Background

RNA-Seq or whole transcriptome shotgun sequencing quantifies the abundance of RNA in a biological sample. Read counts refer to the number of reads mapping to gene segments in the DNA sequence.

Despite a high correlation between gene expression profiles using the same set of samples, RNA-Seq is capable of detecting low abundance transcripts and allows for the detection of more differentially expressed (DE) genes with higher fold-changes than microarray data [1].
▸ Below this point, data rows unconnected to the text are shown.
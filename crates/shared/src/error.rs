use thiserror::Error;

#[derive(Debug, Error)]
pub enum MapError {
    #[error("failed to parse map data: {0}")]
    Parse(#[from] serde_json::Error),
}

pub type Result<T> = std::result::Result<T, MapError>;
#[cfg(test)]
mod tests {
    use super::*;
    use serde_json::json;

    fn collection(value: serde_json::Value) -> FeatureCollection {
        serde_json::from_value(value).unwrap()
    }

    fn square_collection() -> FeatureCollection {
        collection(json!({
            "type": "FeatureCollection",
            "features": [{
                "type": "Feature",
                "properties": { "name": "Square" },
                "geometry": {
                    "type": "Polygon",
                    "coordinates": [[[0, 0], [0, 10], [10, 10], [10, 0]]]
                }
            }]
        }))
    }

    fn ll(lon: f64, lat: f64) -> LonLat {
        LonLat { lon, lat }
    }

    // --- bounds ---

    #[test]
    fn test_bounds_of_square() {
        let b = GeoBoundsBox::from_collection(&square_collection());
        assert_eq!(
            b,
            GeoBoundsBox { min_lon: 0.0, min_lat: 0.0, max_lon: 10.0, max_lat: 10.0 }
        );
    }

    #[test]
    fn test_bounds_walk_multipolygon_and_other_types() {
        let c = collection(json!({
            "features": [
                { "geometry": { "type": "MultiPolygon", "coordinates": [
                    [[[-5, 1], [-4, 2], [-3, 1]]],
                    [[[20, -8], [21, -7], [22, -8]]]
                ]}},
                { "geometry": { "type": "Point", "coordinates": [3, 30] } },
                { "geometry": null }
            ]
        }));
        let b = GeoBoundsBox::from_collection(&c);
        assert_eq!(b.min_lon, -5.0);
        assert_eq!(b.max_lon, 22.0);
        assert_eq!(b.min_lat, -8.0);
        assert_eq!(b.max_lat, 30.0);
    }

    #[test]
    fn test_bounds_fallback_for_empty_collection() {
        let b = GeoBoundsBox::from_collection(&FeatureCollection::default());
        assert_eq!(b, FALLBACK_BOUNDS);
    }

    #[test]
    fn test_bounds_fallback_when_no_numeric_coordinates() {
        let c = collection(json!({
            "features": [{ "geometry": { "type": "Polygon", "coordinates": [[["a", "b"]]] } }]
        }));
        assert_eq!(GeoBoundsBox::from_collection(&c), FALLBACK_BOUNDS);
    }

    // --- projection ---

    #[test]
    fn test_square_projects_to_expected_corners() {
        let p = Projector::new(GeoBoundsBox::from_collection(&square_collection()));
        let top_left = p.project(0.0, 10.0, 100.0, 100.0);
        let bottom_right = p.project(10.0, 0.0, 100.0, 100.0);
        assert!((top_left.scale - 2.0).abs() < 1e-9);
        assert!((top_left.x - 40.0).abs() < 1e-9);
        assert!((top_left.y - 40.0).abs() < 1e-9);
        assert!((bottom_right.x - 60.0).abs() < 1e-9);
        assert!((bottom_right.y - 60.0).abs() < 1e-9);
        let origin = p.project(0.0, 0.0, 100.0, 100.0);
        assert!((origin.y - 60.0).abs() < 1e-9);
    }

    #[test]
    fn test_projection_is_isotropic() {
        // Wide viewport: latitude axis limits the scale.
        let p = Projector::new(GeoBoundsBox { min_lon: 0.0, min_lat: 0.0, max_lon: 10.0, max_lat: 10.0 });
        let a = p.project(0.0, 0.0, 1080.0, 180.0);
        assert!((a.scale - 10.0).abs() < 1e-9);
        let b = p.project(10.0, 0.0, 1080.0, 180.0);
        assert!((b.x - a.x - 100.0).abs() < 1e-9);
    }

    #[test]
    fn test_projection_stays_in_viewport() {
        let p = Projector::new(FALLBACK_BOUNDS);
        for &(w, h) in &[(1.0, 1.0), (50.0, 30.0), (80.0, 80.0), (800.0, 600.0), (1920.0, 400.0)] {
            for &(lon, lat) in &[(-170.0, 18.0), (-60.0, 72.0), (-100.0, 40.0), (-170.0, 72.0)] {
                let pt = p.project(lon, lat, w, h);
                let max_x = w.max(2.0 * PADDING + 1.0);
                let max_y = h.max(2.0 * PADDING + 1.0);
                assert!(pt.x >= 0.0 && pt.x <= max_x, "x={} for {}x{}", pt.x, w, h);
                assert!(pt.y >= 0.0 && pt.y <= max_y, "y={} for {}x{}", pt.y, w, h);
            }
        }
    }

    #[test]
    fn test_projection_degenerate_viewport_is_finite() {
        let p = Projector::new(FALLBACK_BOUNDS);
        let pt = p.project(-100.0, 40.0, 0.0, 0.0);
        assert!(pt.x.is_finite() && pt.y.is_finite() && pt.scale > 0.0);
    }

    #[test]
    fn test_projection_zero_span_is_finite() {
        let b = GeoBoundsBox { min_lon: 5.0, min_lat: 5.0, max_lon: 5.0, max_lat: 5.0 };
        let pt = Projector::new(b).project(5.0, 5.0, 200.0, 200.0);
        assert!(pt.scale.is_finite());
        assert!((pt.x - PADDING).abs() < 1e-9);
    }

    #[test]
    fn test_projection_is_pure() {
        let p = Projector::new(FALLBACK_BOUNDS);
        assert_eq!(p.project(-71.0, 42.0, 800.0, 600.0), p.project(-71.0, 42.0, 800.0, 600.0));
    }

    #[test]
    fn test_unproject_inverts_project() {
        let p = Projector::new(FALLBACK_BOUNDS);
        let pt = p.project(-71.171, 42.3355, 1280.0, 720.0);
        let back = p.unproject(pt.x, pt.y, 1280.0, 720.0);
        assert!((back.lon - -71.171).abs() < 1e-9);
        assert!((back.lat - 42.3355).abs() < 1e-9);
    }

    // --- dataset & hit testing ---

    #[test]
    fn test_dataset_keeps_ids_aligned_with_features() {
        let c = collection(json!({
            "features": [
                { "properties": { "name": "Broken" }, "geometry": { "type": "Polygon", "coordinates": [1, 2] } },
                { "properties": { "name": "Square" }, "geometry": {
                    "type": "Polygon", "coordinates": [[[0, 0], [0, 10], [10, 10], [10, 0]]] } }
            ]
        }));
        let ds = Dataset::from_collection(&c);
        assert_eq!(ds.len(), 2);
        assert!(ds.regions[0].shape.is_empty());
        assert_eq!(ds.find_by_name("Square"), Some(RegionId(1)));
        assert_eq!(ds.region_at(ll(5.0, 5.0)), Some(RegionId(1)));
    }

    #[test]
    fn test_malformed_features_do_not_abort_the_dataset() {
        let c = FeatureCollection::from_json(
            r#"{"features":[
                {"properties":{"name":"Square"},"geometry":{"type":"Polygon","coordinates":[[[0,0],[0,10],[10,10],[10,0]]]}},
                {"properties":{"name":"NoType"},"geometry":{"coordinates":[[[20,20],[20,30],[30,30]]]}},
                {"properties":"oops","geometry":{"type":"Polygon","coordinates":[[[40,40],[40,50],[50,50]]]}}
            ]}"#,
        )
        .unwrap();
        let ds = Dataset::from_collection(&c);
        assert_eq!(ds.len(), 3);
        assert_eq!(ds.region_at(ll(5.0, 5.0)), Some(RegionId(0)));
        assert!(ds.regions[1].shape.is_empty());
        assert_eq!(ds.regions[2].name, "Unknown");
        assert_eq!(ds.region_at(ll(45.0, 48.0)), Some(RegionId(2)));
    }

    #[test]
    fn test_region_at_respects_holes() {
        let c = collection(json!({
            "features": [{ "properties": { "name": "Donut" }, "geometry": {
                "type": "Polygon",
                "coordinates": [
                    [[0, 0], [0, 10], [10, 10], [10, 0], [0, 0]],
                    [[4, 4], [4, 6], [6, 6], [6, 4], [4, 4]]
                ]
            }}]
        }));
        let ds = Dataset::from_collection(&c);
        assert_eq!(ds.region_at(ll(2.0, 2.0)), Some(RegionId(0)));
        assert_eq!(ds.region_at(ll(5.0, 5.0)), None);
        assert_eq!(ds.region_at(ll(11.0, 5.0)), None);
    }

    #[test]
    fn test_region_at_prefers_topmost() {
        let square = json!([[[0, 0], [0, 10], [10, 10], [10, 0]]]);
        let c = collection(json!({
            "features": [
                { "properties": { "name": "Below" }, "geometry": { "type": "Polygon", "coordinates": square } },
                { "properties": { "name": "Above" }, "geometry": { "type": "Polygon", "coordinates": square } }
            ]
        }));
        let ds = Dataset::from_collection(&c);
        assert_eq!(ds.region_at(ll(5.0, 5.0)), ds.find_by_name("Above"));
    }

    #[test]
    fn test_ring_contains_degenerate_ring() {
        assert!(!ring_contains(&vec![ll(0.0, 0.0), ll(1.0, 1.0)], ll(0.5, 0.5)));
        assert!(!polygon_contains(&Vec::new(), ll(0.5, 0.5)));
    }
}
/// Convert client (viewport) coordinates to container-relative pixel coordinates.
pub fn client_to_container(
    client_x: f64,
    client_y: f64,
    rect_left: f64,
    rect_top: f64,
) -> (f64, f64) {
    (client_x - rect_left, client_y - rect_top)
}

/// Bounding client rect of the element with `id`.
pub fn container_rect(id: &str) -> Option<web_sys::DomRect> {
    let document = web_sys::window()?.document()?;
    let element = document.get_element_by_id(id)?;
    Some(element.get_bounding_client_rect())
}

/// Client coordinates relative to the top-left corner of element `id`.
pub fn client_to_element(client_x: f64, client_y: f64, id: &str) -> Option<(f64, f64)> {
    let rect = container_rect(id)?;
    Some(client_to_container(client_x, client_y, rect.left(), rect.top()))
}

/// Distance between two client-coordinate points (touch thresholds, pinch).
pub fn point_distance(a: (f64, f64), b: (f64, f64)) -> f64 {
    let dx = a.0 - b.0;
    let dy = a.1 - b.1;
    (dx * dx + dy * dy).sqrt()
}

pub fn midpoint(a: (f64, f64), b: (f64, f64)) -> (f64, f64) {
    ((a.0 + b.0) / 2.0, (a.1 + b.1) / 2.0)
}
use crate::geo::Dataset;
use crate::models::{PointOfInterest, RegionId, RegionVisual};

/// Zoom level at and above which markers of the selected region are shown.
pub const MARKER_VISIBLE_ZOOM: f64 = 2.2;

/// Status text while nothing is selected.
pub const DEFAULT_PROMPT: &str = "Click a state";

#[derive(Debug, Clone, Copy, PartialEq, Eq)]
pub enum RegionFill {
    Idle,
    Hover,
    Selected,
}

#[derive(Debug, Clone, Copy, PartialEq, Eq)]
pub enum SelectionChange {
    Selected(RegionId),
    Deselected(RegionId),
    /// The id does not belong to the loaded dataset.
    Ignored,
}

/// Hover and selection state for one mounted map.
///
/// Region visuals are a side table indexed by [`RegionId`]. At most one entry
/// is selected at any time, and `selected` always names that entry.
#[derive(Debug, Clone, PartialEq)]
pub struct InteractionCoordinator {
    visuals: Vec<RegionVisual>,
    hovered: Option<RegionId>,
    selected: Option<RegionId>,
    hovered_marker: Option<usize>,
    status: String,
}

impl Default for InteractionCoordinator {
    fn default() -> Self {
        Self::new(0)
    }
}

impl InteractionCoordinator {
    pub fn new(region_count: usize) -> Self {
        Self {
            visuals: vec![RegionVisual::default(); region_count],
            hovered: None,
            selected: None,
            hovered_marker: None,
            status: DEFAULT_PROMPT.to_string(),
        }
    }

    pub fn for_dataset(dataset: &Dataset) -> Self {
        Self::new(dataset.len())
    }

    pub fn visual(&self, id: RegionId) -> Option<&RegionVisual> {
        self.visuals.get(id.0)
    }

    pub fn selected(&self) -> Option<RegionId> {
        self.selected
    }

    pub fn selected_name<'a>(&self, dataset: &'a Dataset) -> Option<&'a str> {
        self.selected.and_then(|id| dataset.name_of(id))
    }

    pub fn hovered(&self) -> Option<RegionId> {
        self.hovered
    }

    pub fn hovered_marker(&self) -> Option<usize> {
        self.hovered_marker
    }

    pub fn status(&self) -> &str {
        &self.status
    }

    // --- regions ---

    /// Move the hover to `id` (or off every region with `None`). Returns
    /// `true` when the hovered region changed.
    pub fn set_hover(&mut self, id: Option<RegionId>) -> bool {
        let id = id.filter(|id| id.0 < self.visuals.len());
        if self.hovered == id {
            return false;
        }
        self.hovered = id;
        true
    }

    pub fn pointer_enter(&mut self, id: RegionId) -> bool {
        self.set_hover(Some(id))
    }

    pub fn pointer_leave(&mut self) -> bool {
        self.set_hover(None)
    }

    /// Toggle selection of `id`, first clearing any other selected region.
    pub fn tap(&mut self, id: RegionId, dataset: &Dataset) -> SelectionChange {
        if id.0 >= self.visuals.len() {
            return SelectionChange::Ignored;
        }
        if let Some(previous) = self.selected.filter(|prev| *prev != id) {
            self.visuals[previous.0].is_selected = false;
        }

        let visual = &mut self.visuals[id.0];
        visual.is_selected = !visual.is_selected;

        if visual.is_selected {
            self.selected = Some(id);
            let name = dataset.name_of(id).unwrap_or(crate::models::UNKNOWN_REGION);
            self.status = format!("Selected: {name}");
            tracing::debug!(region = name, "region selected");
            SelectionChange::Selected(id)
        } else {
            self.selected = None;
            self.status = DEFAULT_PROMPT.to_string();
            SelectionChange::Deselected(id)
        }
    }

    /// Fill state of a region. A selected region ignores hover.
    pub fn fill_for(&self, id: RegionId) -> RegionFill {
        match self.visual(id) {
            Some(v) if v.is_selected => RegionFill::Selected,
            _ if self.hovered == Some(id) => RegionFill::Hover,
            _ => RegionFill::Idle,
        }
    }

    // --- markers ---

    pub fn marker_enter(&mut self, index: usize) -> bool {
        if self.hovered_marker == Some(index) {
            return false;
        }
        self.hovered_marker = Some(index);
        true
    }

    pub fn marker_leave(&mut self) -> bool {
        self.hovered_marker.take().is_some()
    }

    /// Tapping a marker only updates the status text; region selection stays.
    pub fn marker_tap(&mut self, point: &PointOfInterest) {
        self.status = format!("Selected: {}", point.name);
    }

    /// Visible iff zoomed in to [`MARKER_VISIBLE_ZOOM`] and the point belongs
    /// to the selected region.
    pub fn marker_visible(&self, point: &PointOfInterest, zoom: f64, dataset: &Dataset) -> bool {
        zoom >= MARKER_VISIBLE_ZOOM
            && self
                .selected_name(dataset)
                .is_some_and(|name| name == point.region)
    }

    /// Indices of the points that are visible right now.
    pub fn visible_markers(
        &self,
        points: &[PointOfInterest],
        zoom: f64,
        dataset: &Dataset,
    ) -> Vec<usize> {
        points
            .iter()
            .enumerate()
            .filter(|(_, p)| self.marker_visible(p, zoom, dataset))
            .map(|(i, _)| i)
            .collect()
    }
}
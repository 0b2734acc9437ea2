use dioxus::logger::tracing;
use dioxus::prelude::*;
use recruiting_map_shared::interaction::DEFAULT_PROMPT;

use crate::api;
use crate::components::help_overlay::HelpOverlay;
use crate::components::map_view::MapView;

#[component]
pub fn MapPage() -> Element {
    let data = use_resource(|| async {
        let result = api::load_map_data().await;
        match &result {
            Ok(d) => tracing::info!(
                regions = d.dataset.len(),
                points = d.points.len(),
                "map data loaded"
            ),
            Err(e) => tracing::error!(error = %e, "failed to load map data"),
        }
        result
    });

    let mut status = use_signal(|| DEFAULT_PROMPT.to_string());
    let mut show_help = use_signal(|| false);
    let mut reset_view_counter = use_signal(|| 0u64);

    let body = match &*data.read() {
        Some(Ok(d)) => rsx! {
            MapView {
                key: "{d.dataset.len()}-{d.points.len()}",
                dataset: d.dataset.clone(),
                points: d.points.clone(),
                status: status,
                reset_view_counter: reset_view_counter,
            }
        },
        Some(Err(_)) => rsx! {
            div { class: "map-container inert",
                p { class: "map-note", "Map data unavailable" }
            }
        },
        None => rsx! {
            div { class: "map-container inert" }
        },
    };

    rsx! {
        div { class: "app",
            div { class: "header",
                h1 { "NCAA Recruiting Map" }
                span { class: "subtitle", "Select a state, zoom in to see its schools" }
                div { class: "header-actions",
                    button {
                        onclick: move |_| *reset_view_counter.write() += 1,
                        "Reset view"
                    }
                    button {
                        onclick: move |_| show_help.set(true),
                        "Help"
                    }
                }
            }

            div { class: "map-panel",
                {body}
                div { class: "status-label", "{status}" }
            }

            HelpOverlay { show: show_help }
        }
    }
}
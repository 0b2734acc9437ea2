pub mod map_page;
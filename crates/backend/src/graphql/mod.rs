use std::sync::Arc;

use async_graphql::{Context, Object, SimpleObject};
use recruiting_map_shared::models::PointOfInterest;

use crate::assets::Assets;

// GraphQL output types

#[derive(SimpleObject, Clone)]
pub struct GqlPointOfInterest {
    pub name: String,
    pub region: String,
    pub lon: f64,
    pub lat: f64,
    /// 0xRRGGBB
    pub color: u32,
}

impl From<&PointOfInterest> for GqlPointOfInterest {
    fn from(p: &PointOfInterest) -> Self {
        GqlPointOfInterest {
            name: p.name.clone(),
            region: p.region.clone(),
            lon: p.lon,
            lat: p.lat,
            color: p.color,
        }
    }
}

#[derive(SimpleObject)]
pub struct GqlDataset {
    /// Where the frontend fetches the region GeoJSON from.
    pub url: String,
    /// Region names, when the dataset is served locally.
    pub regions: Option<Vec<String>>,
}

// Query root

pub struct QueryRoot;

#[Object]
impl QueryRoot {
    async fn points_of_interest(
        &self,
        ctx: &Context<'_>,
        region: Option<String>,
    ) -> async_graphql::Result<Vec<GqlPointOfInterest>> {
        let assets = ctx.data::<Arc<Assets>>()?;
        let points = match region.as_deref() {
            Some(region) => assets.points_in_region(region).map(GqlPointOfInterest::from).collect(),
            None => assets.points.iter().map(GqlPointOfInterest::from).collect(),
        };
        Ok(points)
    }

    async fn dataset(&self, ctx: &Context<'_>) -> async_graphql::Result<GqlDataset> {
        let assets = ctx.data::<Arc<Assets>>()?;
        Ok(GqlDataset {
            url: assets.geojson_url.clone(),
            regions: assets.region_names.clone(),
        })
    }
}

pub type Schema =
    async_graphql::Schema<QueryRoot, async_graphql::EmptyMutation, async_graphql::EmptySubscription>;

pub fn build_schema(assets: Arc<Assets>) -> Schema {
    async_graphql::Schema::build(
        QueryRoot,
        async_graphql::EmptyMutation,
        async_graphql::EmptySubscription,
    )
    .data(assets)
    .finish()
}
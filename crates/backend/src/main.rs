mod assets;
mod config;
mod graphql;

use std::path::{Path, PathBuf};
use std::sync::Arc;

use async_graphql_axum::{GraphQLRequest, GraphQLResponse};
use axum::http::HeaderValue;
use axum::{extract::State, response::Html, routing::get, Router};
use tower_http::compression::CompressionLayer;
use tower_http::cors::CorsLayer;
use tower_http::services::ServeDir;
use tower_http::set_header::SetResponseHeaderLayer;
use tracing_subscriber::EnvFilter;

use config::Config;
use graphql::Schema;

#[derive(Clone)]
struct AppState {
    schema: Schema,
    dist_dir: Arc<PathBuf>,
}

async fn graphql_handler(State(state): State<AppState>, req: GraphQLRequest) -> GraphQLResponse {
    state.schema.execute(req.into_inner()).await.into()
}

async fn graphiql() -> Html<String> {
    Html(
        async_graphql::http::GraphiQLSource::build()
            .endpoint("/graphql")
            .finish(),
    )
}

/// Build a cache-controlled static file router.
///
/// Separated so tests can exercise the caching layer with arbitrary directories.
fn cached_static_router(dir: &Path, cache_header: &'static str) -> Router {
    let layer = SetResponseHeaderLayer::overriding(
        axum::http::header::CACHE_CONTROL,
        HeaderValue::from_static(cache_header),
    );
    Router::new()
        .fallback_service(ServeDir::new(dir))
        .layer(layer)
}

const CACHE_1DAY: &str = "public, max-age=86400, must-revalidate";
const CACHE_IMMUTABLE: &str = "public, max-age=31536000, immutable";

/// Build the full application router.
fn build_app(schema: Schema, config: &Config) -> Router {
    // Static file routers are stateless, so merge them before adding app state
    let static_files = Router::new()
        .nest(
            "/static",
            cached_static_router(&config.assets_dir, CACHE_1DAY),
        )
        .nest(
            "/dist",
            cached_static_router(&config.dist_dir, CACHE_IMMUTABLE),
        )
        .nest(
            "/assets",
            cached_static_router(&config.dist_dir.join("assets"), CACHE_IMMUTABLE),
        );

    let state = AppState {
        schema,
        dist_dir: Arc::new(config.dist_dir.clone()),
    };

    Router::new()
        .route("/graphql", get(graphiql).post(graphql_handler))
        .route("/", get(serve_index))
        .route("/map", get(serve_index))
        .with_state(state)
        .merge(static_files)
        .layer(CompressionLayer::new())
        .layer(CorsLayer::permissive())
}

#[tokio::main]
async fn main() {
    tracing_subscriber::fmt()
        .with_env_filter(EnvFilter::try_from_default_env().unwrap_or_else(|_| EnvFilter::new("info")))
        .init();

    let config = Config::from_env();
    let loaded_assets = match assets::Assets::load(&config.assets_dir, &config.geojson_url) {
        Ok(assets) => Arc::new(assets),
        Err(e) => {
            tracing::error!(error = %e, "Failed to load assets");
            std::process::exit(1);
        }
    };

    let schema = graphql::build_schema(loaded_assets);
    let app = build_app(schema, &config);

    let addr = format!("0.0.0.0:{}", config.port);
    let listener = match tokio::net::TcpListener::bind(&addr).await {
        Ok(listener) => listener,
        Err(e) => {
            tracing::error!(%addr, error = %e, "Failed to bind");
            std::process::exit(1);
        }
    };
    tracing::info!("Server running at http://localhost:{}", config.port);
    tracing::info!("GraphiQL playground at http://localhost:{}/graphql", config.port);

    if let Err(e) = axum::serve(listener, app).await {
        tracing::error!(error = %e, "Server error");
    }
}

async fn serve_index(State(state): State<AppState>) -> Html<String> {
    // Try to serve the built frontend, fall back to a simple message
    match tokio::fs::read_to_string(state.dist_dir.join("index.html")).await {
        Ok(html) => Html(html),
        Err(_) => Html(
            r#"<!DOCTYPE html>
<html>
<head><title>NCAA Recruiting Map</title></head>
<body>
<h1>NCAA Recruiting Map</h1>
<p>Frontend not built yet. Visit <a href="/graphql">GraphiQL</a> to explore the API.</p>
</body>
</html>"#
                .to_string(),
        ),
    }
}
use recruiting_map_shared::geo::Dataset;
use recruiting_map_shared::models::{FeatureCollection, PointOfInterest};
use std::path::{Path, PathBuf};

pub struct Assets {
    pub points: Vec<PointOfInterest>,
    pub geojson_url: String,
    /// Regions of the dataset when it is served from `/static`.
    pub region_names: Option<Vec<String>>,
}

impl Assets {
    pub fn load(assets_dir: &Path, geojson_url: &str) -> Result<Self, String> {
        let points_path = assets_dir.join("points_of_interest.json");
        let points_data = std::fs::read_to_string(&points_path)
            .map_err(|e| format!("Failed to read {}: {}", points_path.display(), e))?;
        let points = PointOfInterest::list_from_json(&points_data)
            .map_err(|e| format!("Failed to parse points_of_interest.json: {}", e))?;

        let region_names = match local_dataset_path(assets_dir, geojson_url) {
            Some(path) => {
                let data = std::fs::read_to_string(&path)
                    .map_err(|e| format!("Failed to read {}: {}", path.display(), e))?;
                let collection = FeatureCollection::from_json(&data)
                    .map_err(|e| format!("Failed to parse {}: {}", path.display(), e))?;
                let dataset = Dataset::from_collection(&collection);
                Some(dataset.regions.into_iter().map(|r| r.name).collect())
            }
            None => None,
        };

        tracing::info!(
            points = points.len(),
            geojson_url,
            local_regions = region_names.as_ref().map(Vec::len),
            "Loaded map assets"
        );

        Ok(Assets {
            points,
            geojson_url: geojson_url.to_string(),
            region_names,
        })
    }

    pub fn points_in_region<'a>(&'a self, region: &'a str) -> impl Iterator<Item = &'a PointOfInterest> {
        self.points.iter().filter(move |p| p.region == region)
    }
}

/// `/static/...` URLs are served from the assets directory.
fn local_dataset_path(assets_dir: &Path, url: &str) -> Option<PathBuf> {
    let relative = url.strip_prefix("/static/")?;
    Some(assets_dir.join(relative))
}
pub mod help_overlay;
pub mod map_view;
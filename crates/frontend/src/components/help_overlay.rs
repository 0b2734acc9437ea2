use dioxus::prelude::*;

#[component]
pub fn HelpOverlay(show: Signal<bool>) -> Element {
    if !*show.read() {
        return rsx! {};
    }

    rsx! {
        div {
            class: "help-overlay-backdrop",
            onclick: move |_| show.set(false),

            div {
                class: "help-overlay",
                onclick: move |evt: Event<MouseData>| evt.stop_propagation(),

                h2 { "Help" }

                div { class: "shortcut-section",
                    h3 { "Map" }
                    div { class: "shortcut-row",
                        span { class: "shortcut-keys", "Click a state" }
                        span { "Select it (click again to clear)" }
                    }
                    div { class: "shortcut-row",
                        span { class: "shortcut-keys", "Scroll / pinch" }
                        span { "Zoom at the cursor" }
                    }
                    div { class: "shortcut-row",
                        span { class: "shortcut-keys", "Drag" }
                        span { "Pan" }
                    }
                    div { class: "shortcut-row",
                        span { class: "shortcut-keys", "Double-click" }
                        span { "Zoom in one step" }
                    }
                }

                div { class: "help-divider" }

                div { class: "help-info-section",
                    h3 { "Schools" }
                    p { "Select a state and zoom in past 2.2\u{00d7} to see its schools. Click a school to show its name in the status bar." }
                }

                button {
                    class: "close-help",
                    onclick: move |_| show.set(false),
                    "Close"
                }
            }
        }
    }
}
A typical differential expression analysis of RNA-Seq data starts with normalizing raw counts and dispersion estimation. Then a statistical test is performed to determine which of the observed differences in read counts between two groups are statistically significant. The results returned by differential expression analysis typically in terms of p-values reject or accept a certain null hypothesis which signifies that the mean values of the two groups are equal or that the read counts follow the same distribution. To obtain accurate results, an assumption about the distribution of the underlying data is required. A t-test which is widely used to process microarray data assumes that the data has a normal distribution. This assumption does not hold for RNA-Seq data with discrete values. Several data distributions have been suggested to model RNA-Seq values. Among them, Poisson distribution and Negative Binomial (NB) distribution are used most often. The Poisson distribution does not account for over-dispersion in the data and assumes that mean and variance are equal which leads to high false discovery rates. Therefore, the NB distribution that considers both mean and dispersion parameters is typically preferred to model RNA-Seq data. Although, several methods such as DESeq [2] and edgeR [3] assume that RNA-Seq data can be modelled by the NB distribution, each of them uses a different approach to estimate the model parameters, mean and dispersion. This leads to different results for DE genes. The problem gets more severe when the methods make different assumptions about the underlying data distribution. Soneson and Delorenzi [4] conducted a comprehensive comparison between the results of eleven differential expression analysis methods which take RNA-Seq read counts as input on both simulated and real data. There appears to be no general consensus among the DE genes found by the different methods [4]. This may have clear implications on any downstream analysis.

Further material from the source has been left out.